In its updated demographic projection, it anticipated that the number of NPRs in Canada, in decline since later 2024, “will continue to fall sharply”. NPRs include international students, temporary foreign workers, asylum claimants and visitors, among others. It added that while the number of NPRs as a percentage of the population peaked at 7.6% in 2024, it is expected to fall under 5% in 2027, which is also the Canadian government’s target.
The report pointed out that between 1972 and 2015, Canada’s population grew at a steady rate, averaging 1.1% per year.

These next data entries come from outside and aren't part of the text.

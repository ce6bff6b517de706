use std::fmt;

use serde::{Deserialize, Serialize};

use crate::error::TypeError;

/// Identifier of an object (blob, tree or commit) in the remote object graph.
///
/// Git hosts hand out 40-character SHA-1 ids; the in-memory backend derives
/// 64-character BLAKE3 ids. Both are kept as lowercase hex so ids from either
/// source compare and serialize the same way.
#[derive(Clone, PartialEq, Eq, Hash, PartialOrd, Ord, Serialize, Deserialize)]
#[serde(try_from = "String", into = "String")]
pub struct ObjectId(String);

impl ObjectId {
    /// Parse from a hex string, normalizing to lowercase.
    pub fn from_hex(s: &str) -> Result<Self, TypeError> {
        if s.len() != 40 && s.len() != 64 {
            return Err(TypeError::InvalidLength { actual: s.len() });
        }
        if let Some(bad) = s.chars().find(|c| !c.is_ascii_hexdigit()) {
            return Err(TypeError::InvalidHex(format!("unexpected character {bad:?} in {s}")));
        }
        Ok(Self(s.to_ascii_lowercase()))
    }

    /// Content-address `data` under a kind tag (`blob`, `tree`, `commit`).
    ///
    /// The header mirrors git's `<kind> <len>\0` framing so the same bytes
    /// stored as different kinds never share an id.
    pub fn hash_object(kind: &str, data: &[u8]) -> Self {
        let mut hasher = blake3::Hasher::new();
        hasher.update(kind.as_bytes());
        hasher.update(b" ");
        hasher.update(data.len().to_string().as_bytes());
        hasher.update(&[0]);
        hasher.update(data);
        Self(hex::encode(hasher.finalize().as_bytes()))
    }

    /// Full hex representation.
    pub fn as_str(&self) -> &str {
        &self.0
    }

    /// Short hex representation (first 8 characters).
    pub fn short_hex(&self) -> &str {
        &self.0[..8]
    }
}

impl fmt::Debug for ObjectId {
    fn fmt(&self, f: &mut fmt::Formatter<'_>) -> fmt::Result {
        write!(f, "ObjectId({})", self.short_hex())
    }
}

impl fmt::Display for ObjectId {
    fn fmt(&self, f: &mut fmt::Formatter<'_>) -> fmt::Result {
        f.write_str(&self.0)
    }
}

impl TryFrom<String> for ObjectId {
    type Error = TypeError;

    fn try_from(value: String) -> Result<Self, Self::Error> {
        Self::from_hex(&value)
    }
}

impl From<ObjectId> for String {
    fn from(id: ObjectId) -> Self {
        id.0
    }
}
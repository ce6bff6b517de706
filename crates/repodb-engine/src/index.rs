use repodb_types::timestamp;
use serde::{Deserialize, Serialize};

use crate::loader::LoadedRecord;

/// Manifest of the live records in one collection, stored as `index.json`.
#[derive(Clone, Debug, PartialEq, Eq, Serialize, Deserialize)]
#[serde(rename_all = "camelCase")]
pub struct CollectionIndex {
    pub name: String,
    pub count: usize,
    pub last_updated: String,
    pub files: Vec<IndexEntry>,
}

#[derive(Clone, Debug, PartialEq, Eq, Serialize, Deserialize)]
pub struct IndexEntry {
    /// Record key.
    pub id: String,
    /// Repository path of the record file.
    pub path: String,
}

impl CollectionIndex {
    /// Index of a collection with no records.
    pub fn empty(name: impl Into<String>) -> Self {
        Self::from_entries(name, Vec::new())
    }

    /// Index over `records`; callers pass only live (non-tombstoned) records.
    pub fn from_records(name: impl Into<String>, records: &[LoadedRecord]) -> Self {
        let entries = records
            .iter()
            .map(|r| IndexEntry {
                id: r.key.clone(),
                path: r.path.clone(),
            })
            .collect();
        Self::from_entries(name, entries)
    }

    fn from_entries(name: impl Into<String>, mut files: Vec<IndexEntry>) -> Self {
        files.sort_by(|a, b| a.path.cmp(&b.path));
        Self {
            name: name.into(),
            count: files.len(),
            last_updated: timestamp(),
            files,
        }
    }

    pub fn contains(&self, id: &str) -> bool {
        self.files.iter().any(|f| f.id == id)
    }
}
use async_trait::async_trait;
use repodb_types::ObjectId;

use crate::error::RemoteResult;
use crate::object::{Commit, DirEntry, TreeUpdate};

/// Access to a remote git object graph and one of its branches.
///
/// All implementations must satisfy these invariants:
/// - Objects (blobs, trees, commits) are immutable once created.
/// - `update_branch` is fast-forward only: if the branch head is not an
///   ancestor of the new commit the call fails with `RemoteError::Conflict`
///   and the branch is left untouched.
/// - `read_file` and `list_dir` resolve against the branch head at the
///   time of the call.
/// - Failures are classified; nothing is silently swallowed.
#[async_trait]
pub trait RemoteStore: Send + Sync {
    /// Current head commit id of `branch`.
    async fn branch_head(&self, branch: &str) -> RemoteResult<ObjectId>;

    /// Fetch a commit by id.
    async fn commit(&self, id: &ObjectId) -> RemoteResult<Commit>;

    /// Upload file content and return its blob id.
    async fn create_blob(&self, content: &[u8]) -> RemoteResult<ObjectId>;

    /// Create a tree that is `base` with `updates` layered on top.
    ///
    /// Paths not named in `updates` keep their entries from `base`.
    async fn create_tree(&self, base: &ObjectId, updates: &[TreeUpdate]) -> RemoteResult<ObjectId>;

    /// Create a commit object. Does not move any branch.
    async fn create_commit(
        &self,
        message: &str,
        tree: &ObjectId,
        parents: &[ObjectId],
    ) -> RemoteResult<ObjectId>;

    /// Fast-forward `branch` to `commit`.
    async fn update_branch(&self, branch: &str, commit: &ObjectId) -> RemoteResult<()>;

    /// Raw bytes of the file at `path` on the head of `branch`.
    async fn read_file(&self, branch: &str, path: &str) -> RemoteResult<Vec<u8>>;

    /// Immediate children of the directory at `path` on the head of `branch`.
    ///
    /// An empty `path` lists the repository root.
    async fn list_dir(&self, branch: &str, path: &str) -> RemoteResult<Vec<DirEntry>>;
}
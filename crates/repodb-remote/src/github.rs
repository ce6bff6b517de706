use std::time::Duration;

use async_trait::async_trait;
use repodb_types::ObjectId;
use reqwest::header::{HeaderMap, HeaderValue, ACCEPT, AUTHORIZATION};
use reqwest::{Client, RequestBuilder, Response, StatusCode, Url};
use serde::de::DeserializeOwned;
use serde::{Deserialize, Serialize};

use crate::error::{RemoteError, RemoteResult};
use crate::object::{Commit, DirEntry, EntryKind, TreeUpdate};
use crate::traits::RemoteStore;

const JSON_ACCEPT: &str = "application/vnd.github+json";
const RAW_ACCEPT: &str = "application/vnd.github.raw";
const API_VERSION_HEADER: &str = "x-github-api-version";
const API_VERSION: &str = "2022-11-28";
const RATE_LIMIT_REMAINING: &str = "x-ratelimit-remaining";

/// Connection settings for [`GitHubRemote`].
#[derive(Clone)]
pub struct GitHubConfig {
    /// API root, e.g. `https://api.github.com`.
    pub api_url: String,
    pub owner: String,
    pub repo: String,
    pub token: String,
    /// Per-request timeout applied by the HTTP client.
    pub request_timeout: Duration,
}

impl std::fmt::Debug for GitHubConfig {
    fn fmt(&self, f: &mut std::fmt::Formatter<'_>) -> std::fmt::Result {
        f.debug_struct("GitHubConfig")
            .field("api_url", &self.api_url)
            .field("owner", &self.owner)
            .field("repo", &self.repo)
            .field("token", &"<redacted>")
            .field("request_timeout", &self.request_timeout)
            .finish()
    }
}

/// [`RemoteStore`] backed by the GitHub REST API.
///
/// Writes go through the git data endpoints (`git/blobs`, `git/trees`,
/// `git/commits`, `git/refs`); reads go through `contents`.
pub struct GitHubRemote {
    client: Client,
    base: Url,
    config: GitHubConfig,
}

// ---------------------------------------------------------------------------
// Wire types
// ---------------------------------------------------------------------------

#[derive(Deserialize)]
struct ShaRef {
    sha: String,
}

#[derive(Deserialize)]
struct RefResponse {
    object: ShaRef,
}

#[derive(Deserialize)]
struct CommitResponse {
    sha: String,
    tree: ShaRef,
    #[serde(default)]
    parents: Vec<ShaRef>,
    #[serde(default)]
    message: String,
}

#[derive(Deserialize)]
struct ContentItem {
    name: String,
    path: String,
    #[serde(rename = "type")]
    kind: String,
}

#[derive(Serialize)]
struct NewBlob<'a> {
    content: &'a str,
    encoding: &'static str,
}

#[derive(Serialize)]
struct NewTreeEntry<'a> {
    path: &'a str,
    mode: &'static str,
    #[serde(rename = "type")]
    kind: &'static str,
    sha: &'a str,
}

#[derive(Serialize)]
struct NewTree<'a> {
    base_tree: &'a str,
    tree: Vec<NewTreeEntry<'a>>,
}

#[derive(Serialize)]
struct NewCommit<'a> {
    message: &'a str,
    tree: &'a str,
    parents: Vec<&'a str>,
}

#[derive(Serialize)]
struct RefUpdate<'a> {
    sha: &'a str,
    force: bool,
}

// ---------------------------------------------------------------------------
// Client
// ---------------------------------------------------------------------------

impl GitHubRemote {
    /// Build a client for `config`. Does not contact the remote.
    pub fn new(config: GitHubConfig) -> RemoteResult<Self> {
        if config.token.is_empty() || config.owner.is_empty() || config.repo.is_empty() {
            return Err(RemoteError::Config(
                "token, owner and repo must all be set".into(),
            ));
        }
        let base = Url::parse(&config.api_url)
            .map_err(|e| RemoteError::Config(format!("invalid api url {}: {e}", config.api_url)))?;
        if base.cannot_be_a_base() {
            return Err(RemoteError::Config(format!("invalid api url {}", config.api_url)));
        }

        let mut headers = HeaderMap::new();
        let mut auth = HeaderValue::from_str(&format!("Bearer {}", config.token))
            .map_err(|_| RemoteError::Config("token contains invalid header characters".into()))?;
        auth.set_sensitive(true);
        headers.insert(AUTHORIZATION, auth);
        headers.insert(ACCEPT, HeaderValue::from_static(JSON_ACCEPT));
        headers.insert(API_VERSION_HEADER, HeaderValue::from_static(API_VERSION));

        let client = Client::builder()
            .user_agent(concat!("repodb/", env!("CARGO_PKG_VERSION")))
            .default_headers(headers)
            .timeout(config.request_timeout)
            .build()
            .map_err(|e| RemoteError::Config(e.to_string()))?;

        Ok(Self { client, base, config })
    }

    /// `<api>/repos/<owner>/<repo>/<segments...>`, each segment percent-encoded.
    fn repo_url<'a>(&self, segments: impl IntoIterator<Item = &'a str>) -> RemoteResult<Url> {
        let mut url = self.base.clone();
        {
            let mut path = url
                .path_segments_mut()
                .map_err(|_| RemoteError::Config("api url cannot be a base".into()))?;
            path.pop_if_empty();
            path.extend(["repos", self.config.owner.as_str(), self.config.repo.as_str()]);
            path.extend(segments.into_iter().filter(|s| !s.is_empty()));
        }
        Ok(url)
    }

    fn contents_url(&self, branch: &str, path: &str) -> RemoteResult<Url> {
        let mut url = self.repo_url(std::iter::once("contents").chain(path.split('/')))?;
        url.query_pairs_mut().append_pair("ref", branch);
        Ok(url)
    }

    fn ref_url(&self, endpoint: &str, branch: &str) -> RemoteResult<Url> {
        self.repo_url(["git", endpoint, "heads"].into_iter().chain(branch.split('/')))
    }

    async fn send(&self, request: RequestBuilder, context: &str) -> RemoteResult<Response> {
        let response = request.send().await.map_err(transport_error)?;
        let status = response.status();
        if status.is_success() {
            return Ok(response);
        }
        let rate_limited = response
            .headers()
            .get(RATE_LIMIT_REMAINING)
            .and_then(|v| v.to_str().ok())
            .is_some_and(|v| v == "0");
        let body = response.text().await.unwrap_or_default();
        let err = classify_status(status, rate_limited, &error_message(&body), context);
        tracing::debug!(%status, context, error = %err, "remote request failed");
        Err(err)
    }

    async fn send_json<T: DeserializeOwned>(&self, request: RequestBuilder, context: &str) -> RemoteResult<T> {
        self.send(request, context)
            .await?
            .json::<T>()
            .await
            .map_err(|e| RemoteError::Malformed(format!("{context}: {e}")))
    }
}

fn parse_sha(sha: &str) -> RemoteResult<ObjectId> {
    ObjectId::from_hex(sha).map_err(|e| RemoteError::Malformed(e.to_string()))
}

fn transport_error(err: reqwest::Error) -> RemoteError {
    if err.is_decode() {
        RemoteError::Malformed(err.to_string())
    } else if err.is_builder() {
        RemoteError::Config(err.to_string())
    } else {
        RemoteError::TransientNetwork(err.to_string())
    }
}

/// Map a non-success HTTP status to the error taxonomy.
fn classify_status(status: StatusCode, rate_limited: bool, message: &str, context: &str) -> RemoteError {
    match status {
        StatusCode::NOT_FOUND => RemoteError::NotFound(context.to_string()),
        StatusCode::CONFLICT => RemoteError::Conflict {
            branch: context.to_string(),
            reason: message.to_string(),
        },
        StatusCode::TOO_MANY_REQUESTS => RemoteError::TransientNetwork(format!("rate limited: {message}")),
        StatusCode::FORBIDDEN if rate_limited => {
            RemoteError::TransientNetwork(format!("rate limited: {message}"))
        }
        s if s.is_server_error() => RemoteError::TransientNetwork(format!("{s}: {message}")),
        s => RemoteError::Api {
            status: s.as_u16(),
            message: message.to_string(),
        },
    }
}

/// Pull `message` out of a GitHub error body, falling back to the raw text.
fn error_message(body: &str) -> String {
    serde_json::from_str::<serde_json::Value>(body)
        .ok()
        .and_then(|v| v.get("message").and_then(|m| m.as_str()).map(str::to_owned))
        .unwrap_or_else(|| body.chars().take(200).collect())
}

fn dir_entries(items: Vec<ContentItem>) -> Vec<DirEntry> {
    items
        .into_iter()
        .filter_map(|item| {
            let kind = match item.kind.as_str() {
                "file" => EntryKind::File,
                "dir" => EntryKind::Dir,
                _ => return None,
            };
            Some(DirEntry {
                name: item.name,
                path: item.path,
                kind,
            })
        })
        .collect()
}

#[async_trait]
impl RemoteStore for GitHubRemote {
    async fn branch_head(&self, branch: &str) -> RemoteResult<ObjectId> {
        let url = self.ref_url("ref", branch)?;
        let head: RefResponse = self
            .send_json(self.client.get(url), &format!("branch {branch}"))
            .await?;
        parse_sha(&head.object.sha)
    }

    async fn commit(&self, id: &ObjectId) -> RemoteResult<Commit> {
        let url = self.repo_url(["git", "commits", id.as_str()])?;
        let commit: CommitResponse = self
            .send_json(self.client.get(url), &format!("commit {id}"))
            .await?;
        Ok(Commit {
            id: parse_sha(&commit.sha)?,
            tree: parse_sha(&commit.tree.sha)?,
            parents: commit
                .parents
                .iter()
                .map(|p| parse_sha(&p.sha))
                .collect::<RemoteResult<_>>()?,
            message: commit.message,
        })
    }

    async fn create_blob(&self, content: &[u8]) -> RemoteResult<ObjectId> {
        let text = std::str::from_utf8(content)
            .map_err(|e| RemoteError::Malformed(format!("blob content is not utf-8: {e}")))?;
        let url = self.repo_url(["git", "blobs"])?;
        let body = NewBlob {
            content: text,
            encoding: "utf-8",
        };
        let blob: ShaRef = self
            .send_json(self.client.post(url).json(&body), "create blob")
            .await?;
        parse_sha(&blob.sha)
    }

    async fn create_tree(&self, base: &ObjectId, updates: &[TreeUpdate]) -> RemoteResult<ObjectId> {
        let url = self.repo_url(["git", "trees"])?;
        let body = NewTree {
            base_tree: base.as_str(),
            tree: updates
                .iter()
                .map(|u| NewTreeEntry {
                    path: &u.path,
                    mode: u.mode.as_git_str(),
                    kind: u.mode.git_type(),
                    sha: u.blob.as_str(),
                })
                .collect(),
        };
        let tree: ShaRef = self
            .send_json(self.client.post(url).json(&body), "create tree")
            .await?;
        parse_sha(&tree.sha)
    }

    async fn create_commit(
        &self,
        message: &str,
        tree: &ObjectId,
        parents: &[ObjectId],
    ) -> RemoteResult<ObjectId> {
        let url = self.repo_url(["git", "commits"])?;
        let body = NewCommit {
            message,
            tree: tree.as_str(),
            parents: parents.iter().map(ObjectId::as_str).collect(),
        };
        let commit: ShaRef = self
            .send_json(self.client.post(url).json(&body), "create commit")
            .await?;
        parse_sha(&commit.sha)
    }

    async fn update_branch(&self, branch: &str, commit: &ObjectId) -> RemoteResult<()> {
        let url = self.ref_url("refs", branch)?;
        let body = RefUpdate {
            sha: commit.as_str(),
            force: false,
        };
        let result = self.send(self.client.patch(url).json(&body), branch).await;
        match result {
            Ok(_) => Ok(()),
            // GitHub reports a rejected non-fast-forward as 422.
            Err(RemoteError::Api { status: 422, message }) => Err(RemoteError::Conflict {
                branch: branch.to_string(),
                reason: message,
            }),
            Err(e) => Err(e),
        }
    }

    async fn read_file(&self, branch: &str, path: &str) -> RemoteResult<Vec<u8>> {
        let url = self.contents_url(branch, path)?;
        let request = self.client.get(url).header(ACCEPT, RAW_ACCEPT);
        let response = self.send(request, path).await?;
        let bytes = response.bytes().await.map_err(transport_error)?;
        Ok(bytes.to_vec())
    }

    async fn list_dir(&self, branch: &str, path: &str) -> RemoteResult<Vec<DirEntry>> {
        let url = self.contents_url(branch, path)?;
        let listing: serde_json::Value = self.send_json(self.client.get(url), path).await?;
        if !listing.is_array() {
            return Err(RemoteError::Malformed(format!("{path} is not a directory")));
        }
        let items: Vec<ContentItem> = serde_json::from_value(listing)
            .map_err(|e| RemoteError::Malformed(format!("{path}: {e}")))?;
        Ok(dir_entries(items))
    }
}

However, the sources of this growth shifted over time and in recent years, it was “driven almost entirely by net immigration”.
It said that after a long period of relative stability, annual permanent resident or PR admissions increased by nearly 80% between 2015 and 2024, from 272,000 to 484,000, as intake targets were raised with successive immigration levels plans.
But, it noted, NPRs were the “primary driver of recent population dynamics”. Net inflows of NPRs beginning in 2016 pushed annual population growth above 1%. After the dip in 2020 due to the Covid-19 pandemic, net inflows surged to nearly 800,000 in 2023, driving total population growth in that year to a record-high 1.2 million, or 3.1%.
It pointed out that historically, the share of NPRs in the population was below 3%, even as recently as 2017. It assumed that the share of NPRs in the population “will stabilise at just under 5%, a level still well above its historical norm.”
According to the quarterly population estimates released by Statistics Canada or StatCan, Canada recorded its largest quarterly decline in population in at least 80 years between July and September 2025, with the reduction attributed to a decrease in temporary resident numbers.
According to population estimates published by StatCan, the country’s data agency, at the time, the decrease between the second and third quarters of 2025 amounted to 76,068 persons, or 0.2%.
Going by StatCan data dating back to 1946, there hasn’t been a sharper decline in the country’s population. The last time Canada’s population fell was during the pandemic, when it dropped marginally in the last quarter to 2020 over the previous three-month period. That decrease was marginal, at just 1,232 persons.